Read Ram; being the tale of one Ramillies Anstruther, 1704-55 .. Online
Authors: Winchcombe Taylor
"Think you he's near?" Ram whispered restlessly.
"No, lord. The monkeys' chatter will still when he comes."
The moon was waning and Ram dozing when the sergeant pressed his wrist warningly. At once he became aware of an eerie stillness, broken only by the nervous bleating of the goat.
"There, in the shadow." Nur Mohammed breathed.
There came a blur of movement across the clearing and an almost human scream from the goat. The Moslem fired; Ram followed suit.
"Again!" He took up his second gun.
Nur Mohammed aimed, but only a hollow click resulted, "The flint fell out!" he groaned.
"Here!" Ram thrust his own piece at him and took the useless one. "Give fire!"
Instead, the other leaped to ground, waving the weapon and shouting. As he fumbled for a new flint, Ram yelled for him to come back, but the havildar ran toward the beast, which snarled and spat over the dead goat. Halting at close range, he fired.
A soul-shaking roar answered, and Ram expected the tiger to leap. Instead, it turned and ran.
"Swiftly, raj, I struck him hard!" Leaping and yelling, Nur Mohammed bolted across the clearing in pursuit.
The new flint now in place, Ram followed. The eastern sky was brightening as he entered a treacherously dim pathway, guided only by the Moslem's crashing ahead. He cursed his encumbering European clothes and boots. Vines whipped his face, tall grass tangled his feet. A shot sounded. He ran on, but as the path wound sharply around a tree he tripped and fell, his gun discharging.
Though half stunned, he knew he had fallen over something yielding and warmly wet. The tiger? Nerves crawling, he leaped up and saw—Nur Mohammed! The havildars face was gone and his chest ripped open. Ram looked about wildly for his musket. There were two; his own intact, the other with its barrel bent and the stock snapped off. Shakily he drew his pistols. They could kill men, but could they serve against a tiger?

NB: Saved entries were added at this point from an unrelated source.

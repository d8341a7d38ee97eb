//! JWT token generation and verification.
//!
//! Access and refresh tokens are HS256 JWTs signed with separate secrets.
//! The codec is stateless; revocation is checked by callers through
//! [`super::revocation::RevokedTokenStore`].

use chrono::{DateTime, Duration, Utc};
use jsonwebtoken::errors::ErrorKind;
use jsonwebtoken::{Algorithm, DecodingKey, EncodingKey, Header, Validation, decode, encode};
use tracing::debug;
use uuid::Uuid;

use super::AuthError;
use crate::config::{ACCESS_SECRET_VAR, REFRESH_SECRET_VAR, Secret, SecurityConfig};
use crate::models::auth::{Principal, TokenClaims, TokenKind, TokenPair, TokenPayload};

/// `iss` claim on every token.
pub const ISSUER: &str = "wayrapp-api";

/// `aud` claim on every token.
pub const AUDIENCE: &str = "wayrapp-client";

/// Signs and verifies access/refresh tokens.
#[derive(Clone, Debug)]
pub struct TokenCodec {
    access_secret: Option<Secret>,
    refresh_secret: Option<Secret>,
    access_lifetime: Duration,
    refresh_lifetime: Duration,
}

impl TokenCodec {
    pub fn new(config: &SecurityConfig) -> Self {
        Self {
            access_secret: config.access_secret.clone(),
            refresh_secret: config.refresh_secret.clone(),
            access_lifetime: config.access_token_lifetime,
            refresh_lifetime: config.refresh_token_lifetime,
        }
    }

    fn secret(&self, kind: TokenKind) -> Result<&Secret, AuthError> {
        let (secret, var) = match kind {
            TokenKind::Access => (&self.access_secret, ACCESS_SECRET_VAR),
            TokenKind::Refresh => (&self.refresh_secret, REFRESH_SECRET_VAR),
        };
        secret
            .as_ref()
            .ok_or_else(|| AuthError::Configuration(format!("{var} is not set")))
    }

    /// Configured lifetime for `kind`.
    pub fn lifetime(&self, kind: TokenKind) -> Duration {
        match kind {
            TokenKind::Access => self.access_lifetime,
            TokenKind::Refresh => self.refresh_lifetime,
        }
    }

    /// Sign a new token of `kind` for `payload`.
    pub fn issue(&self, kind: TokenKind, payload: &TokenPayload) -> Result<String, AuthError> {
        self.issue_at(kind, payload, Utc::now())
    }

    fn issue_at(
        &self,
        kind: TokenKind,
        payload: &TokenPayload,
        now: DateTime<Utc>,
    ) -> Result<String, AuthError> {
        let secret = self.secret(kind)?;
        let expires_at = now
            .checked_add_signed(self.lifetime(kind))
            .ok_or_else(|| AuthError::Internal(format!("{kind} token expiry out of range")))?;
        let claims = TokenClaims {
            sub: payload.subject_id.clone(),
            email: payload.email.clone(),
            role: payload.role,
            iat: now.timestamp(),
            exp: expires_at.timestamp(),
            iss: ISSUER.to_string(),
            aud: AUDIENCE.to_string(),
            jti: Uuid::now_v7().to_string(),
        };
        encode(
            &Header::new(Algorithm::HS256),
            &claims,
            &EncodingKey::from_secret(secret.expose()),
        )
        .map_err(|e| AuthError::Internal(format!("jwt encode: {e}")))
    }

    /// Mint a fresh access + refresh pair for the same identity.
    pub fn issue_pair(&self, payload: &TokenPayload) -> Result<TokenPair, AuthError> {
        Ok(TokenPair {
            access_token: self.issue(TokenKind::Access, payload)?,
            refresh_token: self.issue(TokenKind::Refresh, payload)?,
            expires_in: self.access_lifetime.num_seconds(),
        })
    }

    /// Verify signature, issuer, audience and expiry of a `kind` token.
    ///
    /// A token whose signature checks out but whose `exp` has passed yields
    /// [`AuthError::ExpiredToken`]; every other defect is
    /// [`AuthError::InvalidToken`].
    pub fn verify(&self, kind: TokenKind, token: &str) -> Result<Principal, AuthError> {
        let secret = self.secret(kind)?;
        let key = DecodingKey::from_secret(secret.expose());

        let mut validation = Validation::new(Algorithm::HS256);
        validation.leeway = 0;
        validation.set_issuer(&[ISSUER]);
        validation.set_audience(&[AUDIENCE]);
        validation.set_required_spec_claims(&["exp", "iat", "iss", "aud", "sub"]);

        match decode::<TokenClaims>(token, &key, &validation) {
            Ok(data) => Ok(Principal::from_claims(data.claims)),
            Err(e) => match e.kind() {
                ErrorKind::ExpiredSignature => {
                    debug!(%kind, "token expired");
                    Err(AuthError::ExpiredToken)
                }
                other => {
                    debug!(%kind, reason = ?other, "token rejected");
                    Err(AuthError::InvalidToken)
                }
            },
        }
    }
}

/// Pull the token out of an `Authorization: Bearer <token>` header value.
///
/// Absent headers, other schemes and empty tokens all give `None`; whether
/// that is fatal is the caller's decision.
pub fn extract_bearer(header: Option<&str>) -> Option<&str> {
    let token = header?.strip_prefix("Bearer ")?.trim();
    if token.is_empty() { None } else { Some(token) }
}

He listened tautly for sounds of the man-eater. There were none, but along the path ahead the growing light showed dark splashes, as if something bleeding had been dragged off. He looked down at the dead man again, half expecting to find a limb gone. No. What then was the brute carrying—the goat?
Shivering, he reloaded his gun and began following the bloody trail. Here it had been smeared over a stone, there it had left a red runnel in the dust. By the time the sun was up, the path curved upward and the vegetation thinned out to coarse grass, thorn and cacti. Then the red trail ended. Ram halted warily. Ah! The bagh had left the path, there, where the grass flattened. Heart thumping, he followed, a pace at a time. The ground kept rising and showed out-croppings of eroded rock.
He froze. Twenty paces ahead, at the base of a sheer rock face, was the tiger! He wanted to run, but his legs refused him. In desperation he aimed at the great striped form, behind the left shoulder. He fired, threw down the flintlock and drew his pistols. But why was the beast lying turned away from him? It should be facing him, ready to spring.
He swore. He'd shot a thing already dead! The bagh's intestines were half out of its belly and dragging behind. Nur Mohammed had done that. When the tiger had turned on him, the havildar must have hit it point-blank before it had crushed him and his gun.
Ram measured it from nose to tail tip. Over twelve feet! The broken, rotted teeth showed its great age. He also noticed that its head was in the opening of a cave in the rock face. Startled, he moved backward. What if its mate and cubs were within?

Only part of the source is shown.